Et puis il faut aussi considérer ceci : Macron, c’est le naufrage définitif de la presse ancillaire. Libé, L’Obs, L’Express, au minimum : morts. Cinq ans dans les carrioles de la modernité start-up, du monde ouvert contre le repli, et de l’agilité pour tous, c’est plus que ces rafiots déjà à l’état d’épaves n’en pourront supporter. Le Monde en première ligne, comme le navire-amiral du macronisme. BFM plus odieuse que jamais. Avec la connexion pouvoir-oligarques-médias jetée en pleine lumière, et l’intégration organique des trois composantes du système devenant monstrueusement visible, c’est le rejet général qui va croître.

Toutes ces excellentes perspectives médiatiques font assurément partie de l’équation stratégique d’ensemble – nonobstant les glapissements de la corporation, scandalisée de voir son trépas inclus dans les motifs d’espérance, et qui proteste qu’avec elle c’est la démocratie qu’on assassine.
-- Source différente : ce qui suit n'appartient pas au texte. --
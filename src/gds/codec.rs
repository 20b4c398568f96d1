// SPDX-License-Identifier: MIT
// SPDX-FileCopyrightText: 2025 Huang Rui <vowstar@gmail.com>

//! Numeric conversions for GDSII payloads
//!
//! GDSII stores every integer big-endian and every real as an 8-byte
//! excess-64 base-16 float ("SEM"): one sign bit, a 7-bit exponent and a
//! 56-bit mantissa read as a fraction of 2^56.

use crate::error::{GdsError, Result};

const SIGN_MASK: u64 = 0x8000_0000_0000_0000;
const EXPONENT_MASK: u64 = 0x7F00_0000_0000_0000;
const MANTISSA_MASK: u64 = 0x00FF_FFFF_FFFF_FFFF;
const MANTISSA_SCALE: f64 = (1u64 << 56) as f64;
const EXPONENT_BIAS: i32 = 64;

/// Interpret a 16-bit value read from big-endian storage as a native integer.
#[inline]
pub fn swap_endian16(raw: u16) -> u16 {
    u16::from_be(raw)
}

#[inline]
pub fn swap_endian32(raw: u32) -> u32 {
    u32::from_be(raw)
}

#[inline]
pub fn swap_endian64(raw: u64) -> u64 {
    u64::from_be(raw)
}

/// Decode a SEM real whose bits are already in native order
/// (sign in bit 63, exponent in bits 62..56).
pub fn sem_to_f64(raw: u64) -> f64 {
    let mantissa = raw & MANTISSA_MASK;
    if mantissa == 0 {
        return 0.0;
    }

    let exponent = ((raw & EXPONENT_MASK) >> 56) as i32 - EXPONENT_BIAS;
    let value = (mantissa as f64 / MANTISSA_SCALE) * 16f64.powi(exponent);

    if raw & SIGN_MASK != 0 {
        -value
    } else {
        value
    }
}

/// Decode a SEM real straight from its 8 stored bytes.
pub fn sem_from_be_bytes(bytes: [u8; 8]) -> f64 {
    sem_to_f64(u64::from_be_bytes(bytes))
}

/// Encode a value as a SEM real in native bit order.
///
/// The mantissa is normalized into [1/16, 1) by stepping the base-16
/// exponent; values too small or too large for the 7-bit exponent fail with
/// [`GdsError::Range`].
pub fn f64_to_sem(value: f64) -> Result<u64> {
    if value == 0.0 {
        return Ok(0);
    }
    if !value.is_finite() {
        return Err(GdsError::Range { value });
    }

    let mut mantissa = value.abs();
    let mut exponent: i32 = EXPONENT_BIAS;

    while mantissa < 0.0625 {
        if exponent == 0 {
            return Err(GdsError::Range { value });
        }
        mantissa *= 16.0;
        exponent -= 1;
    }
    while mantissa >= 1.0 {
        if exponent == 127 {
            return Err(GdsError::Range { value });
        }
        mantissa /= 16.0;
        exponent += 1;
    }

    let mut bits = (mantissa * MANTISSA_SCALE).round() as u64;
    if bits > MANTISSA_MASK {
        // rounding carried into a 57th bit
        bits >>= 4;
        exponent += 1;
        if exponent > 127 {
            return Err(GdsError::Range { value });
        }
    }

    let sign = if value < 0.0 { SIGN_MASK } else { 0 };
    Ok(sign | ((exponent as u64) << 56) | bits)
}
Mais c’est là un sophisme pour cruchons du système. (...)

voter répétitivement sous le régime de la prise d’otages commence à devenir un problème, auquel se plier n’offre aucune autre perspective que son éternelle reconduction. (...)

Il faut alors avoir le goût du paradoxe hasardeux pour imaginer déjouer la prise d’otages en y collaborant, et en fait la passion de la servitude pour se proposer ainsi de lui donner son emprise maximale – en assurant n’importe quel forcené libéral de passer dans un fauteuil, du moment qu’on aura réussi à lui mettre une Le Pen en face. Si la chose était réalisable – mais on sait bien qu’elle ne l’est pas puisqu’elle échappe à tout contrôle –, il faudrait plutôt souhaiter l’exact inverse : que Macron passe mais avec la plus décevante des marges – par le seul effet de l’abstention bien sûr et, pour Le Pen, à nombre de voix constant, si possible même en baisse. Si ce résultat « idéal » est en pratique une fiction, au moins exprime-t-il un idéal stratégique : desserrer la capture électorale. (...)

Au vrai, l’usure du procédé est déjà constatable, ne serait-ce qu’au vu des sondages de second tour. Mais pas seulement : un historien se pose à lui-même la grave question de savoir « pourquoi la rue est amorphe ? » (6). Mais c’est vrai ça : pourquoi n’y a-t-il pas un million de personnes dans la rue cette fois-ci ? Et l’historien d’envisager les explications les plus académiques, sauf une qui pas un instant ne lui traverse l’esprit : il se pourrait que, depuis le temps, une bonne partie de la population commence à en avoir soupé de sa condition d’otage électoral et renâcle à ce qu’on lui demande, en plus de voter comme il faut, de la célébrer selon les rituels appropriés. (...)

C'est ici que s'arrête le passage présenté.